Gather from the material every line that contains the string "BACnet".

RECORDS SHOWN:
☆ ☆ ☆ ☆ ☆

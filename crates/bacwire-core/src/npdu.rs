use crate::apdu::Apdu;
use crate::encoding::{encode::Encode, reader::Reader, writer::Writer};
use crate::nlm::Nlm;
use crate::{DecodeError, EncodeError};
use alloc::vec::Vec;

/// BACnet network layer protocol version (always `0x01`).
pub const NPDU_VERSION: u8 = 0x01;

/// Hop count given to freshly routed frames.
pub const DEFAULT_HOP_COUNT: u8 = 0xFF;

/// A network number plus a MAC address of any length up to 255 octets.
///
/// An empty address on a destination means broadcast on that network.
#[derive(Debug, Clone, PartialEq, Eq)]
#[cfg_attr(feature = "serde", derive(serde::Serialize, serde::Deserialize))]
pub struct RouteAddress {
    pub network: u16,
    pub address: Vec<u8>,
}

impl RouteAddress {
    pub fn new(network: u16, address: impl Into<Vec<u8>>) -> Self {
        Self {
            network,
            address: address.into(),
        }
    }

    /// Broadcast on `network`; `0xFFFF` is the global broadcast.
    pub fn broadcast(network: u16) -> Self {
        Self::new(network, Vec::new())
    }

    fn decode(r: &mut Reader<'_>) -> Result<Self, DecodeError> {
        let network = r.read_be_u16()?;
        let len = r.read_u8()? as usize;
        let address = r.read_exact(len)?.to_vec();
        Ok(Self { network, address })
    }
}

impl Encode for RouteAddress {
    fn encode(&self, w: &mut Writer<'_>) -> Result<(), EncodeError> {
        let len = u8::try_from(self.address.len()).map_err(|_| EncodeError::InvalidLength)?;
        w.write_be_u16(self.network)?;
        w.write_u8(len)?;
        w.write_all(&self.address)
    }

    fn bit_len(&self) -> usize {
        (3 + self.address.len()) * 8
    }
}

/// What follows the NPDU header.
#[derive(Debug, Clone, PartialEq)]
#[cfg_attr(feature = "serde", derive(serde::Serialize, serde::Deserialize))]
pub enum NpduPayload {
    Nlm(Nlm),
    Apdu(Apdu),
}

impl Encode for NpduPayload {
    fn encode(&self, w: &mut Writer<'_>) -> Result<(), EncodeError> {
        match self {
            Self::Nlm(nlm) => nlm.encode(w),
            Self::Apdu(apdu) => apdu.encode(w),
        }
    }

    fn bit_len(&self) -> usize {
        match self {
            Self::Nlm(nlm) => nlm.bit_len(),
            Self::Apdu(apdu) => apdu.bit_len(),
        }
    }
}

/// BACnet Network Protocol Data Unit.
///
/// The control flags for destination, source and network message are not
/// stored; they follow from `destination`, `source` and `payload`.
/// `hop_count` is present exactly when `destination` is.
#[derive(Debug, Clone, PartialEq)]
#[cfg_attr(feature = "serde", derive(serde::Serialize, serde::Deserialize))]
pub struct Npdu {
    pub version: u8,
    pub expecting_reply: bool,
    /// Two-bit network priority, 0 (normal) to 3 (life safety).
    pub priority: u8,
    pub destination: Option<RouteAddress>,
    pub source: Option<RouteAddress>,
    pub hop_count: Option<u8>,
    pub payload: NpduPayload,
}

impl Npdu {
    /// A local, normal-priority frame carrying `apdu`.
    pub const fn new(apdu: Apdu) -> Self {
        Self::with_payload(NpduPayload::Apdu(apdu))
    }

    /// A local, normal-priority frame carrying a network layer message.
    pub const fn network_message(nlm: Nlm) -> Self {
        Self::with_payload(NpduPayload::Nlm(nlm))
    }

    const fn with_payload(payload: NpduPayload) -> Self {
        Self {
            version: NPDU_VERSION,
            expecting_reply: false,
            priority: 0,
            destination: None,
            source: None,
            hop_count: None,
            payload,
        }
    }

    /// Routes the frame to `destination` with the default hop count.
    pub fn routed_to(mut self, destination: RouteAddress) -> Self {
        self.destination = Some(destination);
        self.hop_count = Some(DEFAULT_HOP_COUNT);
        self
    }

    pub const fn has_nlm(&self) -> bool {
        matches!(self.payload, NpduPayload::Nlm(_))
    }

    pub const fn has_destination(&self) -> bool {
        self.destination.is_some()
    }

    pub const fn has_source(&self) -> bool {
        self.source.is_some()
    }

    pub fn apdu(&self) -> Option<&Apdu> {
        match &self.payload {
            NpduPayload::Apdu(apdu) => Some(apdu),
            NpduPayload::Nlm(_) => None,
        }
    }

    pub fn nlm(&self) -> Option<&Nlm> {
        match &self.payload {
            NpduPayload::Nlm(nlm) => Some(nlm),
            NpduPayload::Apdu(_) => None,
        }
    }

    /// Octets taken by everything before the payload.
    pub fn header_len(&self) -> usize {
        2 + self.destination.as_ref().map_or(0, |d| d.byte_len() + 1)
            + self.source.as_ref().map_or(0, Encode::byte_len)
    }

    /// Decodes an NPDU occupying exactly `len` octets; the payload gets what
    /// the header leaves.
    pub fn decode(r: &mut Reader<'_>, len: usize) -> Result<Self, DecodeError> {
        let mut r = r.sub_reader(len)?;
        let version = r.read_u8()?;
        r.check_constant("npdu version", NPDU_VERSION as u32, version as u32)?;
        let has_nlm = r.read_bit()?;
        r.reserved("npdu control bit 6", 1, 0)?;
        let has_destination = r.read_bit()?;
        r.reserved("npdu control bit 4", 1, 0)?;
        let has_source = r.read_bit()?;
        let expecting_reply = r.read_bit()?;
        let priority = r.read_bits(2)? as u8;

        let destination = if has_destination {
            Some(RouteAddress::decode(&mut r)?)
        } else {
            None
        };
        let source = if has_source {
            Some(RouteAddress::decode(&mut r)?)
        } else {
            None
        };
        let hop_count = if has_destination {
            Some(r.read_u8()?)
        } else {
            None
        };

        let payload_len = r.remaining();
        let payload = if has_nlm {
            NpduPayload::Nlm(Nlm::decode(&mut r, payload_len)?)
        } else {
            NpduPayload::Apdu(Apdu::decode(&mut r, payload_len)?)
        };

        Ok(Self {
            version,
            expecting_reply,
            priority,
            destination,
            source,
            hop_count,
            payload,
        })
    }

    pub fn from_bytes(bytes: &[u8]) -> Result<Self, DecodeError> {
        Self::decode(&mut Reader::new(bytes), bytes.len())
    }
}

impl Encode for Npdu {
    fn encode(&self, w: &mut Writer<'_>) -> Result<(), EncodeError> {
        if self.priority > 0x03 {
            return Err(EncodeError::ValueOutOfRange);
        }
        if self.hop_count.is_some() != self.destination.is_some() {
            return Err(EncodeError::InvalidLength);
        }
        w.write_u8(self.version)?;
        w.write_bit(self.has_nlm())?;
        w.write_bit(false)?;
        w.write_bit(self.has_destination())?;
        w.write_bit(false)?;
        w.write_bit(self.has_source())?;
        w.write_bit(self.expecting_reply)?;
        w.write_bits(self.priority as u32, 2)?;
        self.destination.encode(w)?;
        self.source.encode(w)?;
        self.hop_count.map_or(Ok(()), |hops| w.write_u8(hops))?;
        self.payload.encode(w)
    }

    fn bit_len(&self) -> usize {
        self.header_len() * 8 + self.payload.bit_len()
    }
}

☆ ☆ ☆ ☆ ☆

RESPONSE:
/// BACnet network layer protocol version (always `0x01`).
/// BACnet Network Protocol Data Unit.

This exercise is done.